▶ _Stored data_:
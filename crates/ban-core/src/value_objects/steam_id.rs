//! SteamID - durable 64-bit player identity
//!
//! Structure of the 64-bit form (individual accounts):
//! - Bits 63-56: Universe (1 = Public, 2 = Beta, 3 = Internal, 4 = Dev)
//! - Bits 55-52: Account type (1 = Individual)
//! - Bits 51-32: Instance (1 = Desktop)
//! - Bits 31-0:  Account ID
//!
//! Accepted textual forms:
//! - Steam2:    `STEAM_X:Y:Z`  (account ID = Z * 2 + Y, X = 0 means Public)
//! - Steam3:    `[U:1:W]`      (account ID = W)
//! - SteamID64: `76561197960287930`

use serde::{Deserialize, Deserializer, Serialize, Serializer};
use std::fmt;

/// Durable SteamID of an individual account
#[derive(Debug, Clone, Copy, PartialEq, Eq, PartialOrd, Ord, Hash)]
pub struct SteamId(u64);

impl SteamId {
    /// Public universe
    pub const UNIVERSE_PUBLIC: u8 = 1;
    /// Highest universe an individual account can live in (Dev)
    pub const UNIVERSE_MAX: u8 = 4;

    const ACCOUNT_TYPE_INDIVIDUAL: u64 = 1;
    const INSTANCE_DESKTOP: u64 = 1;

    /// Build a SteamID from its universe and 32-bit account ID
    pub fn from_parts(universe: u8, account_id: u32) -> Result<Self, SteamIdParseError> {
        if universe == 0 || universe > Self::UNIVERSE_MAX {
            return Err(SteamIdParseError::InvalidUniverse(universe));
        }
        if account_id == 0 {
            return Err(SteamIdParseError::InvalidAccountId);
        }

        Ok(Self(
            (u64::from(universe) << 56)
                | (Self::ACCOUNT_TYPE_INDIVIDUAL << 52)
                | (Self::INSTANCE_DESKTOP << 32)
                | u64::from(account_id),
        ))
    }

    /// Validate a raw 64-bit value
    pub fn from_u64(value: u64) -> Result<Self, SteamIdParseError> {
        let universe = (value >> 56) as u8;
        if universe == 0 || universe > Self::UNIVERSE_MAX {
            return Err(SteamIdParseError::InvalidUniverse(universe));
        }
        if (value >> 52) & 0xF != Self::ACCOUNT_TYPE_INDIVIDUAL {
            return Err(SteamIdParseError::NotIndividual);
        }
        if value & 0xFFFF_FFFF == 0 {
            return Err(SteamIdParseError::InvalidAccountId);
        }
        Ok(Self(value))
    }

    /// Parse any of the supported textual forms
    pub fn parse(s: &str) -> Result<Self, SteamIdParseError> {
        let s = s.trim();
        if s.is_empty() {
            return Err(SteamIdParseError::Empty);
        }

        if let Some(rest) = s.strip_prefix("STEAM_") {
            return Self::parse_steam2(rest);
        }
        if let Some(inner) = s.strip_prefix('[').and_then(|r| r.strip_suffix(']')) {
            return Self::parse_steam3(inner);
        }
        if s.bytes().all(|b| b.is_ascii_digit()) {
            let value = s
                .parse::<u64>()
                .map_err(|_| SteamIdParseError::OutOfRange)?;
            return Self::from_u64(value);
        }

        Err(SteamIdParseError::InvalidFormat)
    }

    // `X:Y:Z` after the `STEAM_` prefix
    fn parse_steam2(rest: &str) -> Result<Self, SteamIdParseError> {
        let mut parts = rest.split(':');
        let (Some(universe), Some(low_bit), Some(high_bits), None) =
            (parts.next(), parts.next(), parts.next(), parts.next())
        else {
            return Err(SteamIdParseError::InvalidFormat);
        };

        let universe = parse_component::<u8>(universe)?;
        let low_bit = match low_bit {
            "0" => 0,
            "1" => 1,
            _ => return Err(SteamIdParseError::InvalidFormat),
        };
        let account_id = parse_component::<u32>(high_bits)?
            .checked_mul(2)
            .and_then(|v| v.checked_add(low_bit))
            .ok_or(SteamIdParseError::OutOfRange)?;

        // Legacy Source games render the Public universe as 0
        let universe = if universe == 0 {
            Self::UNIVERSE_PUBLIC
        } else {
            universe
        };

        Self::from_parts(universe, account_id)
    }

    // `U:1:W` between the brackets
    fn parse_steam3(inner: &str) -> Result<Self, SteamIdParseError> {
        let mut parts = inner.split(':');
        let (Some(kind), Some(universe), Some(account_id), None) =
            (parts.next(), parts.next(), parts.next(), parts.next())
        else {
            return Err(SteamIdParseError::InvalidFormat);
        };

        if kind != "U" {
            return Err(SteamIdParseError::NotIndividual);
        }

        Self::from_parts(
            parse_component::<u8>(universe)?,
            parse_component::<u32>(account_id)?,
        )
    }

    /// Get the 64-bit form
    #[inline]
    pub const fn to_u64(self) -> u64 {
        self.0
    }

    /// Get the 32-bit account ID
    #[inline]
    pub const fn account_id(self) -> u32 {
        (self.0 & 0xFFFF_FFFF) as u32
    }

    /// Get the universe
    #[inline]
    pub const fn universe(self) -> u8 {
        (self.0 >> 56) as u8
    }

    /// Render as `STEAM_X:Y:Z`
    pub fn to_steam2(self) -> String {
        let account_id = self.account_id();
        format!(
            "STEAM_{}:{}:{}",
            self.universe(),
            account_id & 1,
            account_id >> 1
        )
    }

    /// Render as `[U:X:W]`
    pub fn to_steam3(self) -> String {
        format!("[U:{}:{}]", self.universe(), self.account_id())
    }

    /// Signed form for `BIGINT` columns
    ///
    /// Individual-account universes never set the top bit, so this is lossless.
    #[inline]
    pub const fn to_db(self) -> i64 {
        self.0 as i64
    }

    /// Inverse of [`SteamId::to_db`]
    #[inline]
    pub const fn from_db(value: i64) -> Self {
        Self(value as u64)
    }
}

fn parse_component<T: std::str::FromStr>(s: &str) -> Result<T, SteamIdParseError> {
    if s.is_empty() || !s.bytes().all(|b| b.is_ascii_digit()) {
        return Err(SteamIdParseError::InvalidFormat);
    }
    s.parse::<T>().map_err(|_| SteamIdParseError::OutOfRange)
}

/// Error when parsing a SteamID
#[derive(Debug, Clone, Copy, PartialEq, Eq, thiserror::Error)]
pub enum SteamIdParseError {
    #[error("empty steam id")]
    Empty,

    #[error("invalid steam id format")]
    InvalidFormat,

    #[error("steam id component out of range")]
    OutOfRange,

    #[error("invalid steam universe: {0}")]
    InvalidUniverse(u8),

    #[error("invalid steam account id")]
    InvalidAccountId,

    #[error("steam id is not an individual account")]
    NotIndividual,
}

impl fmt::Display for SteamId {
    fn fmt(&self, f: &mut fmt::Formatter<'_>) -> fmt::Result {
        write!(f, "{}", self.0)
    }
}

impl From<SteamId> for u64 {
    fn from(id: SteamId) -> Self {
        id.0
    }
}

impl TryFrom<u64> for SteamId {
    type Error = SteamIdParseError;

    fn try_from(value: u64) -> Result<Self, Self::Error> {
        SteamId::from_u64(value)
    }
}

impl std::str::FromStr for SteamId {
    type Err = SteamIdParseError;

    fn from_str(s: &str) -> Result<Self, Self::Err> {
        SteamId::parse(s)
    }
}

// Serialize as string for JSON (JavaScript BigInt safety)
impl Serialize for SteamId {
    fn serialize<S>(&self, serializer: S) -> Result<S::Ok, S::Error>
    where
        S: Serializer,
    {
        serializer.serialize_str(&self.0.to_string())
    }
}

// Deserialize from any textual form or a number
impl<'de> Deserialize<'de> for SteamId {
    fn deserialize<D>(deserializer: D) -> Result<Self, D::Error>
    where
        D: Deserializer<'de>,
    {
        use serde::de::{self, Visitor};

        struct SteamIdVisitor;

        impl Visitor<'_> for SteamIdVisitor {
            type Value = SteamId;

            fn expecting(&self, formatter: &mut fmt::Formatter) -> fmt::Result {
                formatter.write_str("a steam id string or 64-bit integer")
            }

            fn visit_i64<E>(self, value: i64) -> Result<SteamId, E>
            where
                E: de::Error,
            {
                let value = u64::try_from(value).map_err(de::Error::custom)?;
                SteamId::from_u64(value).map_err(de::Error::custom)
            }

            fn visit_u64<E>(self, value: u64) -> Result<SteamId, E>
            where
                E: de::Error,
            {
                SteamId::from_u64(value).map_err(de::Error::custom)
            }

            fn visit_str<E>(self, value: &str) -> Result<SteamId, E>
            where
                E: de::Error,
            {
                SteamId::parse(value).map_err(de::Error::custom)
            }
        }

        deserializer.deserialize_any(SteamIdVisitor)
    }
}
//! Store error types

use ban_core::IdentityResolutionError;
use thiserror::Error;

/// Result type for store operations
pub type StoreResult<T> = Result<T, StoreError>;

/// Errors surfaced by the ban store
#[derive(Debug, Error)]
pub enum StoreError {
    /// Target or admin could not be resolved; nothing was written
    #[error("Identity resolution failed: {0}")]
    Identity(#[from] IdentityResolutionError),

    /// The database operation failed; any open transaction was rolled back
    #[error("Database error: {0}")]
    Persistence(#[from] sqlx::Error),
}

impl StoreError {
    /// Get an error code string
    pub fn code(&self) -> &'static str {
        match self {
            Self::Identity(e) => e.code(),
            Self::Persistence(_) => "DATABASE_ERROR",
        }
    }

    pub fn is_identity(&self) -> bool {
        matches!(self, Self::Identity(_))
    }

    pub fn is_persistence(&self) -> bool {
        matches!(self, Self::Persistence(_))
    }
}
//! # ban-common
//!
//! Shared utilities including store configuration and telemetry.

pub mod config;
pub mod telemetry;

// Re-export commonly used types at crate root
pub use config::{ConfigError, StoreConfig};
pub use telemetry::{
    init_tracing, init_tracing_with_config, try_init_tracing, try_init_tracing_with_config,
    TracingConfig, TracingError,
};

▶ _Your objective_: Retype only the lines above between the line with "let mut parts = inner.split(':');" and the line with "parsing a SteamID", counting those two lines as well, and keep every character as it is.

▶ _Result of the exercise_:
        let mut parts = inner.split(':');
        let (Some(kind), Some(universe), Some(account_id), None) =
            (parts.next(), parts.next(), parts.next(), parts.next())
        else {
            return Err(SteamIdParseError::InvalidFormat);
        };

        if kind != "U" {
            return Err(SteamIdParseError::NotIndividual);
        }

        Self::from_parts(
            parse_component::<u8>(universe)?,
            parse_component::<u32>(account_id)?,
        )
    }

    /// Get the 64-bit form
    #[inline]
    pub const fn to_u64(self) -> u64 {
        self.0
    }

    /// Get the 32-bit account ID
    #[inline]
    pub const fn account_id(self) -> u32 {
        (self.0 & 0xFFFF_FFFF) as u32
    }

    /// Get the universe
    #[inline]
    pub const fn universe(self) -> u8 {
        (self.0 >> 56) as u8
    }

    /// Render as `STEAM_X:Y:Z`
    pub fn to_steam2(self) -> String {
        let account_id = self.account_id();
        format!(
            "STEAM_{}:{}:{}",
            self.universe(),
            account_id & 1,
            account_id >> 1
        )
    }

    /// Render as `[U:X:W]`
    pub fn to_steam3(self) -> String {
        format!("[U:{}:{}]", self.universe(), self.account_id())
    }

    /// Signed form for `BIGINT` columns
    ///
    /// Individual-account universes never set the top bit, so this is lossless.
    #[inline]
    pub const fn to_db(self) -> i64 {
        self.0 as i64
    }

    /// Inverse of [`SteamId::to_db`]
    #[inline]
    pub const fn from_db(value: i64) -> Self {
        Self(value as u64)
    }
}

fn parse_component<T: std::str::FromStr>(s: &str) -> Result<T, SteamIdParseError> {
    if s.is_empty() || !s.bytes().all(|b| b.is_ascii_digit()) {
        return Err(SteamIdParseError::InvalidFormat);
    }
    s.parse::<T>().map_err(|_| SteamIdParseError::OutOfRange)
}

/// Error when parsing a SteamID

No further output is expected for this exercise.